### What the exercise asks
Exactly the lines from the opening of the data through the line containing "fn travel(&self) ->" should be reproduced, please, with nothing added.

BEGIN

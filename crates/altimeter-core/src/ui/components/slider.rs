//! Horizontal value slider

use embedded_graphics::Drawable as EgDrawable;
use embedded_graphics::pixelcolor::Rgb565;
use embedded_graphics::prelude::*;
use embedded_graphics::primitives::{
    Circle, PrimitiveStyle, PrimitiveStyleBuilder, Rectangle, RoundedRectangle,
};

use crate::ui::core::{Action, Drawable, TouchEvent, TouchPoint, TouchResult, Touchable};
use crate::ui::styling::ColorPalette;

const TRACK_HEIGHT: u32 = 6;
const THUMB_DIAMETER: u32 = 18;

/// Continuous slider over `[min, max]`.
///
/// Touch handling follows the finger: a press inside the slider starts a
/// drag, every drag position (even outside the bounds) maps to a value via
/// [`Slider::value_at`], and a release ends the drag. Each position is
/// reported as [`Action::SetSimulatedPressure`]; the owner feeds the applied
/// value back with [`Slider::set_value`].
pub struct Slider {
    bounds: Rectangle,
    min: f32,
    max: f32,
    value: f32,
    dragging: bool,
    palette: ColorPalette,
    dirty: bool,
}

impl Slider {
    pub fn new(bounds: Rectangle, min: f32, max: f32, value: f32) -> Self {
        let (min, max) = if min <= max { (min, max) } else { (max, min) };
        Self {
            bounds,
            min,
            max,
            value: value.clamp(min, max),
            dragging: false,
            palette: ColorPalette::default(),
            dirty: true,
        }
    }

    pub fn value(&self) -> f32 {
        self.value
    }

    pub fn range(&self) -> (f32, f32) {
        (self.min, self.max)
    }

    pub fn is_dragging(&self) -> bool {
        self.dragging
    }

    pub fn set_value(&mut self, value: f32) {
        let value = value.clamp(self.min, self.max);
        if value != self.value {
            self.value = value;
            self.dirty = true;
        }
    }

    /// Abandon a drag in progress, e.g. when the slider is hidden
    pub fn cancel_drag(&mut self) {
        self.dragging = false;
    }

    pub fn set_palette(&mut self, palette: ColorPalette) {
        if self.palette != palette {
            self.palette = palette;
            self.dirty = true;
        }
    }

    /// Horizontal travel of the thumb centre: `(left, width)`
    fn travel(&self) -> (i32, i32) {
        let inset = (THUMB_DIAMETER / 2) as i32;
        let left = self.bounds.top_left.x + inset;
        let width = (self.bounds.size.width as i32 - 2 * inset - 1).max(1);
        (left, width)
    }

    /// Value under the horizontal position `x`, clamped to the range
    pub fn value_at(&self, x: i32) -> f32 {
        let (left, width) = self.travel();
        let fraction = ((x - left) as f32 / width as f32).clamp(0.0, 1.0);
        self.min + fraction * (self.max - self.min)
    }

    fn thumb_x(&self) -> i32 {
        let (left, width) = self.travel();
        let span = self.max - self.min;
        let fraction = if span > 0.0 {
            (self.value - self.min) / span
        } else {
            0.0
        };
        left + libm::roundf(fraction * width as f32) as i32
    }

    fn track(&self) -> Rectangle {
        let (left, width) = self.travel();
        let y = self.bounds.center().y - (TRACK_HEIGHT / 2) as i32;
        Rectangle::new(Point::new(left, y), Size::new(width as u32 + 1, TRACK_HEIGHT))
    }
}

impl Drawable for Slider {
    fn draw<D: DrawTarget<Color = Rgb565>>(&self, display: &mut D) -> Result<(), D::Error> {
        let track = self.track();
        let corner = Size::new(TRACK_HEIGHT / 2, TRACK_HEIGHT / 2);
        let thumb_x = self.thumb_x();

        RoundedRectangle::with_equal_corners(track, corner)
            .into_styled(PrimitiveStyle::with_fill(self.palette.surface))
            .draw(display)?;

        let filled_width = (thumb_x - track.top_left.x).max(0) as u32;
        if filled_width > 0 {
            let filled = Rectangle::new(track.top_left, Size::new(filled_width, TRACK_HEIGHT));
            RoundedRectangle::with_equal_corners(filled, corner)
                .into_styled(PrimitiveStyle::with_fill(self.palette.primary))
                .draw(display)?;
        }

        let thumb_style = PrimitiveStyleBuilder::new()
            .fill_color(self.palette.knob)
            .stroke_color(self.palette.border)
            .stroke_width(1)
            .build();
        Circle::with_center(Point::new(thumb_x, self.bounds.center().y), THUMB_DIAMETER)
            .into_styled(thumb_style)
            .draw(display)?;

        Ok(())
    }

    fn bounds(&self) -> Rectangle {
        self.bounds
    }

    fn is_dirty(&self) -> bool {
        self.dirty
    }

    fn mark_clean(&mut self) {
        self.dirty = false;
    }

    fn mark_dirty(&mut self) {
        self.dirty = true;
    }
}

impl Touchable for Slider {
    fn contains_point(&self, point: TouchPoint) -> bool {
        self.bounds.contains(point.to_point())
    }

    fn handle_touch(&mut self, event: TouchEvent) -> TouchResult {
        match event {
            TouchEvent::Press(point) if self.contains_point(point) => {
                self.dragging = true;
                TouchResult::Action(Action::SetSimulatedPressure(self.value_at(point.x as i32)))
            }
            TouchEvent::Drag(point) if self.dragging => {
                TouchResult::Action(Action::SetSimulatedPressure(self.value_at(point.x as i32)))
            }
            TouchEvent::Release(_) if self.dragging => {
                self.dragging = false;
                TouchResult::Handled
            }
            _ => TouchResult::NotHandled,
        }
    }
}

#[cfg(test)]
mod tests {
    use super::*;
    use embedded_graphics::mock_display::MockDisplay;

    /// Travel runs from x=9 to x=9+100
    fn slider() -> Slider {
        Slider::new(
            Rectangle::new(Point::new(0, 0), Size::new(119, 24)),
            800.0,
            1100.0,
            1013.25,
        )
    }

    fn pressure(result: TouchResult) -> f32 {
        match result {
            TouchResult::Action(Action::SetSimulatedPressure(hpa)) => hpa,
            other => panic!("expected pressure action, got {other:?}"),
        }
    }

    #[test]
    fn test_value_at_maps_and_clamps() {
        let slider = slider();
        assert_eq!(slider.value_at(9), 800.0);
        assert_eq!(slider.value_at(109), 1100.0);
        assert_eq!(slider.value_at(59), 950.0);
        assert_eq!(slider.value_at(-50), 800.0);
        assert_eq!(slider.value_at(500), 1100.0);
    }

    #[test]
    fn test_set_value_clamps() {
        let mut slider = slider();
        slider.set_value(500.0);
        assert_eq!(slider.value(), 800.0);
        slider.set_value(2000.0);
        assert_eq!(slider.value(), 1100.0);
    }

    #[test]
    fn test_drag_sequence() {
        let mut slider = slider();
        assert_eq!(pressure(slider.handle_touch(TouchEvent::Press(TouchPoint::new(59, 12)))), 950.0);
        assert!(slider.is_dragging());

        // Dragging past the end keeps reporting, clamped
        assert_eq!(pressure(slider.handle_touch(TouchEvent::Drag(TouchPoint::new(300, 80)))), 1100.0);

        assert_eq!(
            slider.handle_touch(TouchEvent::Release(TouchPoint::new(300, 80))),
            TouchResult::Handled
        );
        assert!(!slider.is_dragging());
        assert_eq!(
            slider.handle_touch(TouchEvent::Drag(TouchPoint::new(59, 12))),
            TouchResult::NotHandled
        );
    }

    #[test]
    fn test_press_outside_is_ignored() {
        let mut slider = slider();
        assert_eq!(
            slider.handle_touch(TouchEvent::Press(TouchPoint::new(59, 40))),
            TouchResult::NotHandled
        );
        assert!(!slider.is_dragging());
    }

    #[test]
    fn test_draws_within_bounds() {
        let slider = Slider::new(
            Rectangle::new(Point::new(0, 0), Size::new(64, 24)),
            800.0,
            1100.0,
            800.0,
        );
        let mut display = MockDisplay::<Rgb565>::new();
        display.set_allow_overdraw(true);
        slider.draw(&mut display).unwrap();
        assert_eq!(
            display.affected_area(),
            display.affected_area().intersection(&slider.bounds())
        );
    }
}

END

### Result
filename crates/altimeter-core/src/ui/components/slider.rs
//! Horizontal value slider

use embedded_graphics::Drawable as EgDrawable;
use embedded_graphics::pixelcolor::Rgb565;
use embedded_graphics::prelude::*;
use embedded_graphics::primitives::{
    Circle, PrimitiveStyle, PrimitiveStyleBuilder, Rectangle, RoundedRectangle,
};

use crate::ui::core::{Action, Drawable, TouchEvent, TouchPoint, TouchResult, Touchable};
use crate::ui::styling::ColorPalette;

const TRACK_HEIGHT: u32 = 6;
const THUMB_DIAMETER: u32 = 18;

/// Continuous slider over `[min, max]`.
///
/// Touch handling follows the finger: a press inside the slider starts a
/// drag, every drag position (even outside the bounds) maps to a value via
/// [`Slider::value_at`], and a release ends the drag. Each position is
/// reported as [`Action::SetSimulatedPressure`]; the owner feeds the applied
/// value back with [`Slider::set_value`].
pub struct Slider {
    bounds: Rectangle,
    min: f32,
    max: f32,
    value: f32,
    dragging: bool,
    palette: ColorPalette,
    dirty: bool,
}

impl Slider {
    pub fn new(bounds: Rectangle, min: f32, max: f32, value: f32) -> Self {
        let (min, max) = if min <= max { (min, max) } else { (max, min) };
        Self {
            bounds,
            min,
            max,
            value: value.clamp(min, max),
            dragging: false,
            palette: ColorPalette::default(),
            dirty: true,
        }
    }

    pub fn value(&self) -> f32 {
        self.value
    }

    pub fn range(&self) -> (f32, f32) {
        (self.min, self.max)
    }

    pub fn is_dragging(&self) -> bool {
        self.dragging
    }

    pub fn set_value(&mut self, value: f32) {
        let value = value.clamp(self.min, self.max);
        if value != self.value {
            self.value = value;
            self.dirty = true;
        }
    }

    /// Abandon a drag in progress, e.g. when the slider is hidden
    pub fn cancel_drag(&mut self) {
        self.dragging = false;
    }

    pub fn set_palette(&mut self, palette: ColorPalette) {
        if self.palette != palette {
            self.palette = palette;
            self.dirty = true;
        }
    }

    /// Horizontal travel of the thumb centre: `(left, width)`
    fn travel(&self) -> (i32, i32) {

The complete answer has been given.